This project integrates neurophysiological research into the visual and somatosensory mechanisms that govern planning of skilled motor behaviors of the hand with development and distribution of neuroinformatics tools useful for data visualization, analysis and manipulation required for such studies.
Aim 1 establishes a Neuroinformatics Resource to distribute integrated tools enabling quantitative analyses of spike trains obtained with digital video (DV), and their correlation to the kinematics of hand actions. Interactive tools will be provided over the Internet for 1) spike recognition and separation, 2) event- linked rasters and PSTHs, 3) continuous firing rate graphs, and 4) metrics of spike synchrony. An international network of neuroscientists studying primate hand function will evaluate the tools, and provide research synergies from diverse studies of hand function. The tools are used in Aims 2 and 3 to assess the contribution of visual and haptic information about object size, shape and location in motor planning of acquisition and manipulation by the hand. Spike trains recorded in posterior parietal cortex (PPC) from single neurons, and from neuronal assemblies studied with multielectrode arrays, are synchronized to simultaneously acquired images of hand kinematics with DV. We postulate that skilled hand behaviors require the registration and coordination of an external map that locates an object's spatial coordinates and encodes its intrinsic geometry, and an internal map of the body's own image that represents the hand posture and dynamics. Protocols comparing shape and location-dependent cues distinguish intention-related activity planning grasping behaviors, from sensory responses to views of objects and hand-object interactions during performance of a trained grasp-and-lift task.
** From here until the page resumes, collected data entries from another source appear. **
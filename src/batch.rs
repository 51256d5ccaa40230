// Copyright (C) 2026 Checkmk GmbH - License: GNU General Public License v2
// This file is part of Checkmk (https://checkmk.com). It is subject to the terms and
// conditions defined in the file COPYING, which is part of this source code package.

//! Parallel analysis of independent packages.

use rayon::prelude::*;
use std::path::Path;

use crate::profile::Options;
use crate::report::Response;

/// Analyse every package in parallel. Each package gets its own session and workspace; the
/// responses are returned in input order.
pub fn analyze_packages<P>(paths: &[P], options: &Options) -> Vec<Response>
where
    P: AsRef<Path> + Sync,
{
    paths
        .par_iter()
        .map(|path| {
            let path = path.as_ref();
            log::info!("Analyzing package: package={}", path.display());
            Response::analyze_with(path, options)
        })
        .collect()
}
// Copyright (C) 2026 Checkmk GmbH - License: GNU General Public License v2
// This file is part of Checkmk (https://checkmk.com). It is subject to the terms and
// conditions defined in the file COPYING, which is part of this source code package.
use clap::Parser;
use std::path::PathBuf;

#[derive(Parser)]
#[command(name = "apk_inspector")]
#[command(version)]
#[command(about = "Extracts permissions, flags, codes and libraries from Android packages")]
pub(crate) struct Args {
    /// Path to the APK file to analyse.
    pub package: PathBuf,

    /// Path to the file to write the analysis results in JSON format.
    #[arg(long)]
    pub report: Option<PathBuf>,

    #[arg(
        long,
        long_help = "Directory to extract the package into.\n\
                Defaults to the directory containing the package."
    )]
    pub workspace_dir: Option<PathBuf>,
}
// Copyright (C) 2026 Checkmk GmbH - License: GNU General Public License v2
// This file is part of Checkmk (https://checkmk.com). It is subject to the terms and
// conditions defined in the file COPYING, which is part of this source code package.

//! Parses ELF shared objects to extract their dynamic-linking metadata: `DT_NEEDED`,
//! `DT_RPATH`, `DT_RUNPATH` and `DT_SONAME` entries. Uses the `goblin` crate for the ELF
//! container.

use goblin::container::Ctx;
use goblin::elf::dynamic::{Dyn, DT_NEEDED, DT_NULL, DT_RPATH, DT_RUNPATH, DT_SONAME};
use goblin::elf::section_header::{SectionHeader, SHT_DYNAMIC};
use goblin::elf::Elf as GoblinElf;
use goblin::strtab::Strtab;
use scroll::ctx::SizeWith;
use scroll::Pread;
use serde::Serialize;
use std::fs;
use std::io;
use std::path::{Path, PathBuf};
use thiserror::Error;

type Result<T> = std::result::Result<T, ElfError>;

// ELF magic bytes: 0x7f followed by ASCII "ELF" (e_ident[EI_MAG0..EI_MAG3]).
const ELF_MAGIC: [u8; 4] = [0x7f, 0x45, 0x4c, 0x46];
// Size of the smallest (32-bit) ELF header.
const MIN_ELF_SIZE: usize = 52;

/// Errors that can occur when parsing ELF files.
///
/// None of these are fatal for a package analysis: a library that cannot be parsed simply
/// contributes no dependencies.
#[derive(Debug, Error)]
pub enum ElfError {
    #[error("File is too small to be an ELF file: {size} bytes")]
    FileTooSmall { size: usize },
    #[error("File is not an ELF file")]
    NotElfFile,
    #[error("Failed to read file: {path:?}")]
    ReadFailed {
        path: PathBuf,
        #[source]
        source: io::Error,
    },
    #[error("Failed to parse ELF file")]
    ParseFailed {
        #[source]
        source: goblin::error::Error,
    },
}

impl From<goblin::error::Error> for ElfError {
    fn from(source: goblin::error::Error) -> Self {
        Self::ParseFailed { source }
    }
}

/// Dynamic-linking metadata of one ELF file.
#[derive(Debug, Default, Clone, PartialEq, Eq, Serialize)]
pub struct ElfDependencies {
    needed: Vec<String>,
    rpath: Vec<String>,
    runpath: Vec<String>,
    soname: Vec<String>,
}

impl ElfDependencies {
    /// Parse an ELF file from a path.
    ///
    /// # Errors
    /// Returns an error if the file cannot be read or is not a parseable ELF file.
    pub fn from_path(path: &Path) -> Result<Self> {
        let bytes = fs::read(path).map_err(|e| ElfError::ReadFailed {
            path: path.to_path_buf(),
            source: e,
        })?;
        Self::from_bytes(&bytes)
    }

    /// Parse the dynamic-linking metadata from the raw bytes of an ELF file.
    ///
    /// Every `SHT_DYNAMIC` section is processed. Files without section headers fall back to the
    /// dynamic table found through the program headers.
    ///
    /// # Errors
    /// Returns an error if the bytes are not a parseable ELF container.
    pub fn from_bytes(bytes: &[u8]) -> Result<Self> {
        if bytes.len() < ELF_MAGIC.len() || bytes[..ELF_MAGIC.len()] != ELF_MAGIC {
            return Err(ElfError::NotElfFile);
        }
        if bytes.len() < MIN_ELF_SIZE {
            return Err(ElfError::FileTooSmall { size: bytes.len() });
        }

        // Validates class and data encoding.
        let header = GoblinElf::parse_header(bytes)?;
        let ctx = Ctx::new(header.container()?, header.endianness()?);
        let section_headers = SectionHeader::parse(
            bytes,
            header.e_shoff as usize,
            header.e_shnum as usize,
            ctx,
        )?;

        let mut dependencies = Self::default();
        let mut found_dynamic = false;
        for section in section_headers.iter().filter(|s| s.sh_type == SHT_DYNAMIC) {
            found_dynamic = true;
            let Some(strtab) = section_headers
                .get(section.sh_link as usize)
                .and_then(|link| Self::string_table(bytes, link))
            else {
                log::debug!(
                    "Dynamic section without usable string table: link={}",
                    section.sh_link
                );
                continue;
            };
            let Some(entries) = Self::section_data(bytes, section) else {
                log::debug!(
                    "Dynamic section out of bounds: offset={}, size={}",
                    section.sh_offset,
                    section.sh_size
                );
                continue;
            };
            for entry in dynamic_entries(entries, ctx) {
                if entry.d_tag == DT_NULL {
                    break;
                }
                dependencies.record(entry.d_tag, entry.d_val, &strtab);
            }
        }

        if !found_dynamic && header.e_phnum > 0 {
            dependencies.extend_from_program_headers(bytes)?;
        }

        Ok(dependencies)
    }

    /// Get the list of dynamic dependencies (`DT_NEEDED` entries).
    #[must_use]
    pub fn needed(&self) -> &[String] {
        &self.needed
    }

    /// Get the RPATH entries from the ELF file.
    #[must_use]
    pub fn rpath(&self) -> &[String] {
        &self.rpath
    }

    /// Get the RUNPATH entries from the ELF file.
    #[must_use]
    pub fn runpath(&self) -> &[String] {
        &self.runpath
    }

    /// Get the declared module name (`DT_SONAME`), at most one entry for well-formed files.
    #[must_use]
    pub fn soname(&self) -> &[String] {
        &self.soname
    }

    /// Iterate over all four sequences.
    pub fn names(&self) -> impl Iterator<Item = &str> {
        self.needed
            .iter()
            .chain(&self.rpath)
            .chain(&self.runpath)
            .chain(&self.soname)
            .map(String::as_str)
    }

    #[must_use]
    pub fn is_empty(&self) -> bool {
        self.names().next().is_none()
    }

    fn record(&mut self, tag: u64, value: u64, strtab: &Strtab<'_>) {
        let target = match tag {
            DT_NEEDED => &mut self.needed,
            DT_RPATH => &mut self.rpath,
            DT_RUNPATH => &mut self.runpath,
            DT_SONAME => &mut self.soname,
            _ => return,
        };
        if let Some(name) = usize::try_from(value)
            .ok()
            .and_then(|offset| strtab.get_at(offset))
        {
            target.push(name.to_string());
        }
    }

    /// Stripped shared objects carry no section headers; read the dynamic table through the
    /// `PT_DYNAMIC` program header instead.
    fn extend_from_program_headers(&mut self, bytes: &[u8]) -> Result<()> {
        let elf = GoblinElf::parse(bytes)?;
        if let Some(dynamic) = &elf.dynamic {
            for dyn_entry in &dynamic.dyns {
                self.record(dyn_entry.d_tag, dyn_entry.d_val, &elf.dynstrtab);
            }
        }
        Ok(())
    }

    fn section_data<'a>(bytes: &'a [u8], section: &SectionHeader) -> Option<&'a [u8]> {
        let start = usize::try_from(section.sh_offset).ok()?;
        let size = usize::try_from(section.sh_size).ok()?;
        bytes.get(start..start.checked_add(size)?)
    }

    fn string_table<'a>(bytes: &'a [u8], section: &SectionHeader) -> Option<Strtab<'a>> {
        let offset = usize::try_from(section.sh_offset).ok()?;
        let size = usize::try_from(section.sh_size).ok()?;
        Strtab::parse(bytes, offset, size, 0x0).ok()
    }
}

/// Decode the entries of a dynamic table with the file's word size and byte order. A trailing
/// partial entry is ignored.
fn dynamic_entries(data: &[u8], ctx: Ctx) -> impl Iterator<Item = Dyn> + '_ {
    data.chunks_exact(Dyn::size_with(&ctx))
        .map_while(move |entry| entry.pread_with::<Dyn>(0, ctx).ok())
}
Aim 2 analyzes firing patterns obtained when objects can be viewed, and when an opaque barrier, requiring the use of memory, blocks vision and haptic cues for object acquisition and manipulation.
Aim 3 measures the integration of vision and touch during tool use when grasped objects are inserted into matching slots to illuminate a target. These experiments test hypotheses that synchronization and/or coherence of firing between PPC regions dominated by vision and touch enable a match-to-sample mode of sensorimotor control and error correction that enables efficient, adaptive behaviors. This research has important clinical implications for understanding dysmetrias, optic ataxias, grasp abnormalities and neglect syndromes resulting from neurological damage to PPC, and provides basic insights into mechanisms of visuomotor control of the hand that may prove useful for rehabilitation after stroke or injury.